■ MATERIAL FOR THE TASK:
-------

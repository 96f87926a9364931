//! The resolved filter tree shared by the interpreter and the code generator.
//!
//! Every node carries the kind it produces (`data_type`), the kind its parent
//! consumes it as (`promoted`) and whether it can ever yield null. Both
//! execution paths read promotion and nullability from here and nowhere else.

use crate::access::{DataType, Datum};
use crate::expression::operator::{ArithmeticOp, CompareOp};
use serde::{Deserialize, Serialize};

#[derive(Debug, Clone, PartialEq, Serialize, Deserialize)]
pub struct ResolvedExpr {
    pub node: ResolvedNode,
    pub data_type: DataType,
    pub promoted: DataType,
    pub nullable: bool,
}

#[derive(Debug, Clone, PartialEq, Serialize, Deserialize)]
pub enum ResolvedNode {
    Column {
        index: usize,
    },
    /// Constant stored as `data_type`; a null constant holds the kind's sentinel
    Constant(Datum),
    Neg(Box<ResolvedExpr>),
    Arithmetic {
        op: ArithmeticOp,
        left: Box<ResolvedExpr>,
        right: Box<ResolvedExpr>,
    },
    /// Comparison at the operands' common kind, which both carry as `promoted`
    Compare {
        op: CompareOp,
        left: Box<ResolvedExpr>,
        right: Box<ResolvedExpr>,
    },
    /// Sentinel test on the operand's own kind
    IsNull {
        operand: Box<ResolvedExpr>,
        negated: bool,
    },
    And(Box<ResolvedExpr>, Box<ResolvedExpr>),
    Or(Box<ResolvedExpr>, Box<ResolvedExpr>),
    Not(Box<ResolvedExpr>),
}

impl ResolvedExpr {
    /// Create a node consumed at its own kind
    pub fn new(node: ResolvedNode, data_type: DataType, nullable: bool) -> Self {
        Self {
            node,
            data_type,
            promoted: data_type,
            nullable,
        }
    }

    pub fn constant(datum: Datum, data_type: DataType, nullable: bool) -> Self {
        Self::new(ResolvedNode::Constant(datum), data_type, nullable)
    }

    pub fn boolean(value: bool) -> Self {
        Self::constant(Datum::Boolean(value), DataType::Boolean, false)
    }

    /// Boolean-valued node combining two predicates
    pub fn predicate(node: ResolvedNode) -> Self {
        Self::new(node, DataType::Boolean, false)
    }

    /// Consume this node as `kind`
    pub fn promote_to(mut self, kind: DataType) -> Self {
        self.promoted = kind;
        self
    }

    pub fn is_boolean(&self) -> bool {
        self.data_type == DataType::Boolean
    }

    pub fn as_constant(&self) -> Option<Datum> {
        match &self.node {
            ResolvedNode::Constant(datum) => Some(*datum),
            _ => None,
        }
    }

    /// Visit this node and all of its descendants, parents first
    pub fn walk<F: FnMut(&ResolvedExpr)>(&self, f: &mut F) {
        f(self);
        match &self.node {
            ResolvedNode::Column { .. } | ResolvedNode::Constant(_) => {}
            ResolvedNode::Neg(operand)
            | ResolvedNode::Not(operand)
            | ResolvedNode::IsNull { operand, .. } => operand.walk(f),
            ResolvedNode::Arithmetic { left, right, .. }
            | ResolvedNode::Compare { left, right, .. }
            | ResolvedNode::And(left, right)
            | ResolvedNode::Or(left, right) => {
                left.walk(f);
                right.walk(f);
            }
        }
    }
}

/// A resolved filter ready for either execution path
#[derive(Debug, Clone, PartialEq, Serialize, Deserialize)]
pub struct ResolvedFilter {
    /// Boolean-valued root
    pub root: ResolvedExpr,
    /// Columns read by the filter, ascending
    pub columns: Vec<usize>,
    /// Number of columns in the metadata the filter was resolved against
    pub column_count: usize,
}

impl ResolvedFilter {
    pub fn new(root: ResolvedExpr, column_count: usize) -> Self {
        let mut columns = Vec::new();
        root.walk(&mut |e| {
            if let ResolvedNode::Column { index } = e.node {
                columns.push(index);
            }
        });
        columns.sort_unstable();
        columns.dedup();
        Self {
            root,
            columns,
            column_count,
        }
    }

    /// The filter folded to a constant, if it did
    pub fn constant_result(&self) -> Option<bool> {
        self.root.as_constant().and_then(|d| d.as_bool())
    }
}

#[cfg(test)]
mod tests {
    use super::*;

    fn column(index: usize, data_type: DataType) -> ResolvedExpr {
        ResolvedExpr::new(ResolvedNode::Column { index }, data_type, true)
    }

    #[test]
    fn test_promote_to() {
        let expr = column(0, DataType::Int8).promote_to(DataType::Int64);
        assert_eq!(expr.data_type, DataType::Int8);
        assert_eq!(expr.promoted, DataType::Int64);
        assert!(!expr.is_boolean());
    }

    #[test]
    fn test_filter_collects_columns() {
        let root = ResolvedExpr::predicate(ResolvedNode::Or(
            Box::new(ResolvedExpr::predicate(ResolvedNode::IsNull {
                operand: Box::new(column(4, DataType::Int32)),
                negated: false,
            })),
            Box::new(ResolvedExpr::predicate(ResolvedNode::Compare {
                op: CompareOp::Gt,
                left: Box::new(column(1, DataType::Int32)),
                right: Box::new(column(4, DataType::Int32)),
            })),
        ));
        let filter = ResolvedFilter::new(root, 5);
        assert_eq!(filter.columns, vec![1, 4]);
        assert_eq!(filter.constant_result(), None);
    }

    #[test]
    fn test_constant_filter() {
        let filter = ResolvedFilter::new(ResolvedExpr::boolean(false), 2);
        assert!(filter.columns.is_empty());
        assert_eq!(filter.constant_result(), Some(false));
    }
}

-------

■ WHAT TO DO:
Out of the data above, return each line where the word "index" can be found.

■ ANSWER AREA:
        index: usize,
            if let ResolvedNode::Column { index } = e.node {
                columns.push(index);
    fn column(index: usize, data_type: DataType) -> ResolvedExpr {
        ResolvedExpr::new(ResolvedNode::Column { index }, data_type, true)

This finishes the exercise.